__Required action__. Repeat each line of the material below exactly.

__Information provided__.
□ □ □ □

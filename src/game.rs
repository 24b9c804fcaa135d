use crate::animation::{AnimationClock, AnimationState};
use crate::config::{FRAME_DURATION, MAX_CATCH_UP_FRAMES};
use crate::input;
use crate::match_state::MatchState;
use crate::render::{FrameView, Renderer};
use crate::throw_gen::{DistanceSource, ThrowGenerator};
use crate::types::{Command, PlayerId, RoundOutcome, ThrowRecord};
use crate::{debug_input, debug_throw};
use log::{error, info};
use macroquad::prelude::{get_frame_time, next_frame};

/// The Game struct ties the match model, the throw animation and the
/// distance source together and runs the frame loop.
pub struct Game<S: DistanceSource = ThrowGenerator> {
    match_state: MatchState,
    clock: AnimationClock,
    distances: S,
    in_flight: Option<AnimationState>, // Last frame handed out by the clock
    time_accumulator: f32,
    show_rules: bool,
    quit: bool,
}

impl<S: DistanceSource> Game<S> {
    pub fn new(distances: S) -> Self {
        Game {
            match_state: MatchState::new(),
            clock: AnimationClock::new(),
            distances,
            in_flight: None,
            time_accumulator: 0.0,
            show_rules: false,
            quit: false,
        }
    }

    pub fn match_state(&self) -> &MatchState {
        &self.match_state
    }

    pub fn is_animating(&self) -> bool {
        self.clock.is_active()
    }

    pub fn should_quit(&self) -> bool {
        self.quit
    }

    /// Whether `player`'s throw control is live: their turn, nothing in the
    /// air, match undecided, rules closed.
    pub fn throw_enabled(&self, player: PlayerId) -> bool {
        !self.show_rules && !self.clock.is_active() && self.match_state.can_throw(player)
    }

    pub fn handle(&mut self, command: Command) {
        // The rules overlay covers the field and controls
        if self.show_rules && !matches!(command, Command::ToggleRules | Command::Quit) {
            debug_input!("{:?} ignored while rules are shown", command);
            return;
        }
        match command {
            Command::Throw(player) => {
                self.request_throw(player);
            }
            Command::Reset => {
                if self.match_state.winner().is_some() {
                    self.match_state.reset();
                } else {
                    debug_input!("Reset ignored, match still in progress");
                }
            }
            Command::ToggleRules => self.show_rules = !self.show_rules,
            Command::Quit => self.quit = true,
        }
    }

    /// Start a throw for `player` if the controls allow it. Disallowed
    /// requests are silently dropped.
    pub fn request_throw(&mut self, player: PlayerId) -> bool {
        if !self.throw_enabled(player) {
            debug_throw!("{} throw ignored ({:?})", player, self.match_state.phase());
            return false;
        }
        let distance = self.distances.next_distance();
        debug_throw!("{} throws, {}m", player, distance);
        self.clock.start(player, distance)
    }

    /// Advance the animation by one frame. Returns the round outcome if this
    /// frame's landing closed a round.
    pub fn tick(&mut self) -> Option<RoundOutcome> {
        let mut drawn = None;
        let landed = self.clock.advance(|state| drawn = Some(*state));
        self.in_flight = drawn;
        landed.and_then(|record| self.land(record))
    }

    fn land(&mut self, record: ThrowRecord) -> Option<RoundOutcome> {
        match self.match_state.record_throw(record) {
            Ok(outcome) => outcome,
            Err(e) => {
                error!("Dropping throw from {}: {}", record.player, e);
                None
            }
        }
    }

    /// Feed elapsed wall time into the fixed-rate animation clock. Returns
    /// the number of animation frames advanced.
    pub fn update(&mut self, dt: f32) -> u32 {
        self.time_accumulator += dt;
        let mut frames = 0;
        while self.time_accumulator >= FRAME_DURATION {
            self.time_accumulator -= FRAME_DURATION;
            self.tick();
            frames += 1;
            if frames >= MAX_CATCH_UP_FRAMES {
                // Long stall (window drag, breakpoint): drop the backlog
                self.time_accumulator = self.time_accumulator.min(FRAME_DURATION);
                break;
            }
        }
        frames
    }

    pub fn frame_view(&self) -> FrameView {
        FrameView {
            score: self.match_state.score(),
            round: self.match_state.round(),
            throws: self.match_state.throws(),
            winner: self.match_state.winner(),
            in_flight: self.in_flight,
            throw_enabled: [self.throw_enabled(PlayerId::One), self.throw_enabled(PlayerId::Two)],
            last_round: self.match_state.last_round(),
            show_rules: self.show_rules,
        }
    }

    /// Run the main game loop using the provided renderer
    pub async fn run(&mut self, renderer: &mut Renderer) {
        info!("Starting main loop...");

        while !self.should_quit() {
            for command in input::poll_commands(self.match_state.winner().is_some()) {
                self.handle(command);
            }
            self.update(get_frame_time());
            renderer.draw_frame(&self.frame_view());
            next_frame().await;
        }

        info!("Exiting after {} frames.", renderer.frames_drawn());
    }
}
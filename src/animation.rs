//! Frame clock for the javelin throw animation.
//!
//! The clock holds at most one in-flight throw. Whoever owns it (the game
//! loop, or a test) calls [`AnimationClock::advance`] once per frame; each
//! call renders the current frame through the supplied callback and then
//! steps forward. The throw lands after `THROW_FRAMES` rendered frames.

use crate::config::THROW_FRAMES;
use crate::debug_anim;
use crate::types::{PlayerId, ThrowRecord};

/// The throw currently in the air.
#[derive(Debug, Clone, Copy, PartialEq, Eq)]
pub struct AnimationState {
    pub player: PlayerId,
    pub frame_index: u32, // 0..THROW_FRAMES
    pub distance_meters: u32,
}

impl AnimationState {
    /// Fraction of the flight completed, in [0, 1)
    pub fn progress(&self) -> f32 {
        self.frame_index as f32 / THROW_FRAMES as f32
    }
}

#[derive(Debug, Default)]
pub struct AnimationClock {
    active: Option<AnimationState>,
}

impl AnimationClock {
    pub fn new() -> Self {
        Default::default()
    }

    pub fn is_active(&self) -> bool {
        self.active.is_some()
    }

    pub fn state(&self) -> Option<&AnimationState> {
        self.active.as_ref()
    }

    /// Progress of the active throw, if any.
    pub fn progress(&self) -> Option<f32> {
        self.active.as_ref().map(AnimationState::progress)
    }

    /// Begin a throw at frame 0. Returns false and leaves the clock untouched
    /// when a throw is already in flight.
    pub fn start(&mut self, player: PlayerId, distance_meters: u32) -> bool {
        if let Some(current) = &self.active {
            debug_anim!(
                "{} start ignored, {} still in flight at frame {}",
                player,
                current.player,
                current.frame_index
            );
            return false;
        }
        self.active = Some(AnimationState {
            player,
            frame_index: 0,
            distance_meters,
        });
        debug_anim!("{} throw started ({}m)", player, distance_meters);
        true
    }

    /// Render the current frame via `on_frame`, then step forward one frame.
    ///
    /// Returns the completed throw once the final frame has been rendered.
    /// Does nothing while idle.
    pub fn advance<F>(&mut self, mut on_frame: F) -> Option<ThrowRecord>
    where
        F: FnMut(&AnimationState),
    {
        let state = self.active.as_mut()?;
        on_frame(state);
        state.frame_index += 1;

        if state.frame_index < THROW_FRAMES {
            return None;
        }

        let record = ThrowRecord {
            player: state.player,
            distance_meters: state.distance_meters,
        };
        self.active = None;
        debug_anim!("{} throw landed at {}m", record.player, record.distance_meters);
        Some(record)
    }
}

□ □ □ □

__The answer__.
filename src/game.rs
repository 24b9c804fcaa135d
use crate::animation::{AnimationClock, AnimationState};
use crate::config::{FRAME_DURATION, MAX_CATCH_UP_FRAMES};
use crate::input;
use crate::match_state::MatchState;
use crate::render::{FrameView, Renderer};
use crate::throw_gen::{DistanceSource, ThrowGenerator};
use crate::types::{Command, PlayerId, RoundOutcome, ThrowRecord};
use crate::{debug_input, debug_throw};
use log::{error, info};
use macroquad::prelude::{get_frame_time, next_frame};

/// The Game struct ties the match model, the throw animation and the
/// distance source together and runs the frame loop.
pub struct Game<S: DistanceSource = ThrowGenerator> {
    match_state: MatchState,
    clock: AnimationClock,
    distances: S,
    in_flight: Option<AnimationState>, // Last frame handed out by the clock
    time_accumulator: f32,
    show_rules: bool,
    quit: bool,
}

impl<S: DistanceSource> Game<S> {
    pub fn new(distances: S) -> Self {
        Game {
            match_state: MatchState::new(),
            clock: AnimationClock::new(),
            distances,
            in_flight: None,
            time_accumulator: 0.0,
            show_rules: false,
            quit: false,
        }
    }

    pub fn match_state(&self) -> &MatchState {
        &self.match_state
    }

    pub fn is_animating(&self) -> bool {
        self.clock.is_active()
    }

    pub fn should_quit(&self) -> bool {
        self.quit
    }

    /// Whether `player`'s throw control is live: their turn, nothing in the
    /// air, match undecided, rules closed.
    pub fn throw_enabled(&self, player: PlayerId) -> bool {
        !self.show_rules && !self.clock.is_active() && self.match_state.can_throw(player)
    }

    pub fn handle(&mut self, command: Command) {
        // The rules overlay covers the field and controls
        if self.show_rules && !matches!(command, Command::ToggleRules | Command::Quit) {
            debug_input!("{:?} ignored while rules are shown", command);
            return;
        }
        match command {
            Command::Throw(player) => {
                self.request_throw(player);
            }
            Command::Reset => {
                if self.match_state.winner().is_some() {
                    self.match_state.reset();
                } else {
                    debug_input!("Reset ignored, match still in progress");
                }
            }
            Command::ToggleRules => self.show_rules = !self.show_rules,
            Command::Quit => self.quit = true,
        }
    }

    /// Start a throw for `player` if the controls allow it. Disallowed
    /// requests are silently dropped.
    pub fn request_throw(&mut self, player: PlayerId) -> bool {
        if !self.throw_enabled(player) {
            debug_throw!("{} throw ignored ({:?})", player, self.match_state.phase());
            return false;
        }
        let distance = self.distances.next_distance();
        debug_throw!("{} throws, {}m", player, distance);
        self.clock.start(player, distance)
    }

    /// Advance the animation by one frame. Returns the round outcome if this
    /// frame's landing closed a round.
    pub fn tick(&mut self) -> Option<RoundOutcome> {
        let mut drawn = None;
        let landed = self.clock.advance(|state| drawn = Some(*state));
        self.in_flight = drawn;
        landed.and_then(|record| self.land(record))
    }

    fn land(&mut self, record: ThrowRecord) -> Option<RoundOutcome> {
        match self.match_state.record_throw(record) {
            Ok(outcome) => outcome,
            Err(e) => {
                error!("Dropping throw from {}: {}", record.player, e);
                None
            }
        }
    }

    /// Feed elapsed wall time into the fixed-rate animation clock. Returns
    /// the number of animation frames advanced.
    pub fn update(&mut self, dt: f32) -> u32 {
        self.time_accumulator += dt;
        let mut frames = 0;
        while self.time_accumulator >= FRAME_DURATION {
            self.time_accumulator -= FRAME_DURATION;
            self.tick();
            frames += 1;
            if frames >= MAX_CATCH_UP_FRAMES {
                // Long stall (window drag, breakpoint): drop the backlog
                self.time_accumulator = self.time_accumulator.min(FRAME_DURATION);
                break;
            }
        }
        frames
    }

    pub fn frame_view(&self) -> FrameView {
        FrameView {
            score: self.match_state.score(),
            round: self.match_state.round(),
            throws: self.match_state.throws(),
            winner: self.match_state.winner(),
            in_flight: self.in_flight,
            throw_enabled: [self.throw_enabled(PlayerId::One), self.throw_enabled(PlayerId::Two)],
            last_round: self.match_state.last_round(),
            show_rules: self.show_rules,
        }
    }

    /// Run the main game loop using the provided renderer
    pub async fn run(&mut self, renderer: &mut Renderer) {
        info!("Starting main loop...");

        while !self.should_quit() {
            for command in input::poll_commands(self.match_state.winner().is_some()) {
                self.handle(command);
            }
            self.update(get_frame_time());
            renderer.draw_frame(&self.frame_view());
            next_frame().await;
        }

        info!("Exiting after {} frames.", renderer.frames_drawn());
    }
}
filename src/animation.rs
//! Frame clock for the javelin throw animation.
//!
//! The clock holds at most one in-flight throw. Whoever owns it (the game
//! loop, or a test) calls [`AnimationClock::advance`] once per frame; each
//! call renders the current frame through the supplied callback and then
//! steps forward. The throw lands after `THROW_FRAMES` rendered frames.

use crate::config::THROW_FRAMES;
use crate::debug_anim;
use crate::types::{PlayerId, ThrowRecord};

/// The throw currently in the air.
#[derive(Debug, Clone, Copy, PartialEq, Eq)]
pub struct AnimationState {
    pub player: PlayerId,
    pub frame_index: u32, // 0..THROW_FRAMES
    pub distance_meters: u32,
}

impl AnimationState {
    /// Fraction of the flight completed, in [0, 1)
    pub fn progress(&self) -> f32 {
        self.frame_index as f32 / THROW_FRAMES as f32
    }
}

#[derive(Debug, Default)]
pub struct AnimationClock {
    active: Option<AnimationState>,
}

impl AnimationClock {
    pub fn new() -> Self {
        Default::default()
    }

    pub fn is_active(&self) -> bool {
        self.active.is_some()
    }

    pub fn state(&self) -> Option<&AnimationState> {
        self.active.as_ref()
    }

    /// Progress of the active throw, if any.
    pub fn progress(&self) -> Option<f32> {
        self.active.as_ref().map(AnimationState::progress)
    }

    /// Begin a throw at frame 0. Returns false and leaves the clock untouched
    /// when a throw is already in flight.
    pub fn start(&mut self, player: PlayerId, distance_meters: u32) -> bool {
        if let Some(current) = &self.active {
            debug_anim!(
                "{} start ignored, {} still in flight at frame {}",
                player,
                current.player,
                current.frame_index
            );
            return false;
        }
        self.active = Some(AnimationState {
            player,
            frame_index: 0,
            distance_meters,
        });
        debug_anim!("{} throw started ({}m)", player, distance_meters);
        true
    }

    /// Render the current frame via `on_frame`, then step forward one frame.
    ///
    /// Returns the completed throw once the final frame has been rendered.
    /// Does nothing while idle.
    pub fn advance<F>(&mut self, mut on_frame: F) -> Option<ThrowRecord>
    where
        F: FnMut(&AnimationState),
    {
        let state = self.active.as_mut()?;
        on_frame(state);
        state.frame_index += 1;

        if state.frame_index < THROW_FRAMES {
            return None;
        }

        let record = ThrowRecord {
            player: state.player,
            distance_meters: state.distance_meters,
        };
        self.active = None;
        debug_anim!("{} throw landed at {}m", record.player, record.distance_meters);
        Some(record)
    }
}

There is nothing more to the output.